━━ Given data ━━
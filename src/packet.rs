use bytes::{Buf, BufMut, Bytes, BytesMut};
use num_enum::{IntoPrimitive, TryFromPrimitive};

use crate::ids::{MemberId, MessageId};
use crate::util::buf::{put_string, BufError, CheckedBuf, MAX_STRING_LEN};

/// The kind of a packet, transmitted as a single byte
#[derive(Debug, Copy, Clone, Eq, PartialEq, Hash, IntoPrimitive, TryFromPrimitive)]
#[repr(u8)]
pub enum PacketType {
    /// A fragment of a message that continues in (at least) one more packet
    MessagePart = 1,
    /// The last fragment of a message, or a message that fits into a single packet
    MessageEnd = 2,
    /// Acknowledges the packet with the same message id and sequence number on behalf of the
    ///  sending member. Has no payload.
    Acknowledgement = 3,
    /// Liveness beacon for a member. The payload contains the member's info properties.
    MemberAnnouncement = 4,
    MemberLeaving = 5,
    /// Group time broadcast, payload is the sender's net time in millis since the epoch (i64)
    NetTime = 6,
}

impl PacketType {
    pub fn is_message_fragment(&self) -> bool {
        matches!(self, PacketType::MessagePart | PacketType::MessageEnd)
    }
}

#[derive(Debug, Clone, Eq, PartialEq, thiserror::Error)]
pub enum PacketDecodeError {
    /// The packet does not belong to this protocol. This is expected if the multicast address is
    ///  shared with other applications, and it is not a sign of a problem in itself.
    #[error("foreign protocol id {0:08x}")]
    BadProtocolId(u32),
    #[error("truncated packet: {0}")]
    Truncated(BufError),
    #[error("unknown packet type {0}")]
    UnknownPacketType(u8),
    #[error("group name is not valid UTF-8")]
    InvalidGroupName,
}

impl From<BufError> for PacketDecodeError {
    fn from(value: BufError) -> Self {
        match value {
            BufError::InvalidUtf8 => PacketDecodeError::InvalidGroupName,
            e @ BufError::Underflow { .. } => PacketDecodeError::Truncated(e),
        }
    }
}

/// A single datagram of the group protocol.
///
/// Wire layout, all numbers in network byte order (BE):
/// ```ascii
///  0: protocol magic (4 bytes, "MCGR")
///  4: message id (u128)
/// 20: packet sequence number (u32), 0-based within a message
/// 24: packet type (u8)
/// 25: sender member id (u128)
/// 41: group name length (u16), followed by the group name's UTF-8 bytes
///  *: payload - everything up to the end of the datagram
/// ```
///
/// There is no explicit payload length: the payload is what remains after the header.
#[derive(Debug, Clone, Eq, PartialEq)]
pub struct Packet {
    pub message_id: MessageId,
    pub sequence_number: u32,
    pub packet_type: PacketType,
    pub sender: MemberId,
    pub group_name: String,
    pub payload: Bytes,
}

impl Packet {
    pub const PROTOCOL_MAGIC: [u8; 4] = *b"MCGR";

    /// header length without the group name's bytes
    pub const FIXED_HEADER_LEN: usize = 4 + 16 + 4 + 1 + 16 + 2;

    pub fn header_len(group_name: &str) -> usize {
        Self::FIXED_HEADER_LEN + group_name.len()
    }

    pub fn control(packet_type: PacketType, sender: MemberId, group_name: &str, payload: Bytes) -> Packet {
        Packet {
            message_id: MessageId::NONE,
            sequence_number: 0,
            packet_type,
            sender,
            group_name: group_name.to_string(),
            payload,
        }
    }

    /// The acknowledgement that `acking_member` sends for this packet
    pub fn ack_for(&self, acking_member: MemberId) -> Packet {
        Packet {
            message_id: self.message_id,
            sequence_number: self.sequence_number,
            packet_type: PacketType::Acknowledgement,
            sender: acking_member,
            group_name: self.group_name.clone(),
            payload: Bytes::new(),
        }
    }

    pub fn serialized_len(&self) -> usize {
        Self::header_len(&self.group_name) + self.payload.len()
    }

    /// NB: group names are validated when a group is joined, so their length fits the u16 prefix
    pub fn ser(&self, buf: &mut impl BufMut) {
        debug_assert!(self.group_name.len() <= MAX_STRING_LEN);

        buf.put_slice(&Self::PROTOCOL_MAGIC);
        buf.put_u128(self.message_id.0);
        buf.put_u32(self.sequence_number);
        buf.put_u8(self.packet_type.into());
        buf.put_u128(self.sender.0);
        put_string(buf, &self.group_name);
        buf.put_slice(&self.payload);
    }

    pub fn encode(&self) -> Bytes {
        let mut buf = BytesMut::with_capacity(self.serialized_len());
        self.ser(&mut buf);
        buf.freeze()
    }

    /// The protocol magic is checked first so that foreign traffic can be told apart from
    ///  damaged packets
    pub fn decode(mut buf: &[u8]) -> Result<Packet, PacketDecodeError> {
        let magic = buf.checked_get_u32()?;
        if magic.to_be_bytes() != Self::PROTOCOL_MAGIC {
            return Err(PacketDecodeError::BadProtocolId(magic));
        }

        let message_id = MessageId(buf.checked_get_u128()?);
        let sequence_number = buf.checked_get_u32()?;
        let raw_packet_type = buf.checked_get_u8()?;
        let packet_type = PacketType::try_from(raw_packet_type)
            .map_err(|_| PacketDecodeError::UnknownPacketType(raw_packet_type))?;
        let sender = MemberId(buf.checked_get_u128()?);
        let group_name = buf.checked_get_string()?;
        let payload = buf.copy_to_bytes(buf.remaining());

        Ok(Packet {
            message_id,
            sequence_number,
            packet_type,
            sender,
            group_name,
            payload,
        })
    }
}

#[cfg(test)]
mod tests {
    use rstest::rstest;
    use super::*;

    fn header_bytes(magic: &[u8], packet_type: u8, group_name: &[u8]) -> Vec<u8> {
        let mut result = magic.to_vec();
        result.extend_from_slice(&[0,0,0,0, 0,0,0,0, 0,0,0,0, 0,0,0,0x12]);
        result.extend_from_slice(&[0,0,0,3]);
        result.push(packet_type);
        result.extend_from_slice(&[0,0,0,0, 0,0,0,0, 0,0,0,0, 0,0,0,0x34]);
        result.extend_from_slice(&(group_name.len() as u16).to_be_bytes());
        result.extend_from_slice(group_name);
        result
    }

    #[rstest]
    #[case::part(PacketType::MessagePart, 1)]
    #[case::end(PacketType::MessageEnd, 2)]
    #[case::ack(PacketType::Acknowledgement, 3)]
    #[case::announcement(PacketType::MemberAnnouncement, 4)]
    #[case::leaving(PacketType::MemberLeaving, 5)]
    #[case::net_time(PacketType::NetTime, 6)]
    fn test_ser(#[case] packet_type: PacketType, #[case] raw_type: u8) {
        let packet = Packet {
            message_id: MessageId(0x12),
            sequence_number: 3,
            packet_type,
            sender: MemberId(0x34),
            group_name: "grp".to_string(),
            payload: Bytes::from_static(b"xyz"),
        };

        let mut expected = header_bytes(b"MCGR", raw_type, b"grp");
        expected.extend_from_slice(b"xyz");

        let encoded = packet.encode();
        assert_eq!(encoded.as_ref(), expected.as_slice());
        assert_eq!(packet.serialized_len(), expected.len());
        assert_eq!(Packet::decode(&encoded).unwrap(), packet);
    }

    #[rstest]
    #[case::empty_payload(b"grp", b"")]
    #[case::empty_group_name(b"", b"abc")]
    fn test_decode(#[case] group_name: &[u8], #[case] payload: &[u8]) {
        let mut buf = header_bytes(b"MCGR", 2, group_name);
        buf.extend_from_slice(payload);

        let packet = Packet::decode(&buf).unwrap();
        assert_eq!(packet.message_id, MessageId(0x12));
        assert_eq!(packet.sequence_number, 3);
        assert_eq!(packet.packet_type, PacketType::MessageEnd);
        assert_eq!(packet.sender, MemberId(0x34));
        assert_eq!(packet.group_name.as_bytes(), group_name);
        assert_eq!(packet.payload.as_ref(), payload);
    }

    #[rstest]
    #[case::foreign(header_bytes(b"HTTP", 2, b"grp"), PacketDecodeError::BadProtocolId(0x48545450))]
    #[case::foreign_short(b"XYZW".to_vec(), PacketDecodeError::BadProtocolId(0x58595a57))]
    #[case::unknown_type(header_bytes(b"MCGR", 99, b"grp"), PacketDecodeError::UnknownPacketType(99))]
    #[case::zero_type(header_bytes(b"MCGR", 0, b"grp"), PacketDecodeError::UnknownPacketType(0))]
    #[case::bad_group_name(header_bytes(b"MCGR", 1, b"\xff\xfe"), PacketDecodeError::InvalidGroupName)]
    #[case::no_magic(b"MC".to_vec(), PacketDecodeError::Truncated(BufError::Underflow { needed: 4, available: 2 }))]
    #[case::truncated_header(b"MCGR\0\0\0".to_vec(), PacketDecodeError::Truncated(BufError::Underflow { needed: 16, available: 3 }))]
    fn test_decode_errors(#[case] buf: Vec<u8>, #[case] expected: PacketDecodeError) {
        assert_eq!(Packet::decode(&buf).unwrap_err(), expected);
    }

    #[test]
    fn test_truncated_group_name() {
        let mut buf = header_bytes(b"MCGR", 1, b"group");
        buf.truncate(buf.len() - 2);
        assert!(matches!(Packet::decode(&buf), Err(PacketDecodeError::Truncated(_))));
    }

    #[test]
    fn test_ack_for() {
        let packet = Packet {
            message_id: MessageId(7),
            sequence_number: 9,
            packet_type: PacketType::MessagePart,
            sender: MemberId(1),
            group_name: "g".to_string(),
            payload: Bytes::from_static(b"abc"),
        };

        let ack = packet.ack_for(MemberId(2));
        assert_eq!(ack.message_id, MessageId(7));
        assert_eq!(ack.sequence_number, 9);
        assert_eq!(ack.packet_type, PacketType::Acknowledgement);
        assert_eq!(ack.sender, MemberId(2));
        assert_eq!(ack.group_name, "g");
        assert!(ack.payload.is_empty());
    }

    #[test]
    fn test_header_len() {
        assert_eq!(Packet::FIXED_HEADER_LEN, 43);
        assert_eq!(Packet::header_len("abc"), 46);
    }
}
━━━
=== Task description ===
Check every line above for the string "MessageId", and copy the ones that have it.

=== Solved problem ===
use crate::ids::{MemberId, MessageId};
    pub message_id: MessageId,
            message_id: MessageId::NONE,
        let message_id = MessageId(buf.checked_get_u128()?);
            message_id: MessageId(0x12),
        assert_eq!(packet.message_id, MessageId(0x12));
            message_id: MessageId(7),
        assert_eq!(ack.message_id, MessageId(7));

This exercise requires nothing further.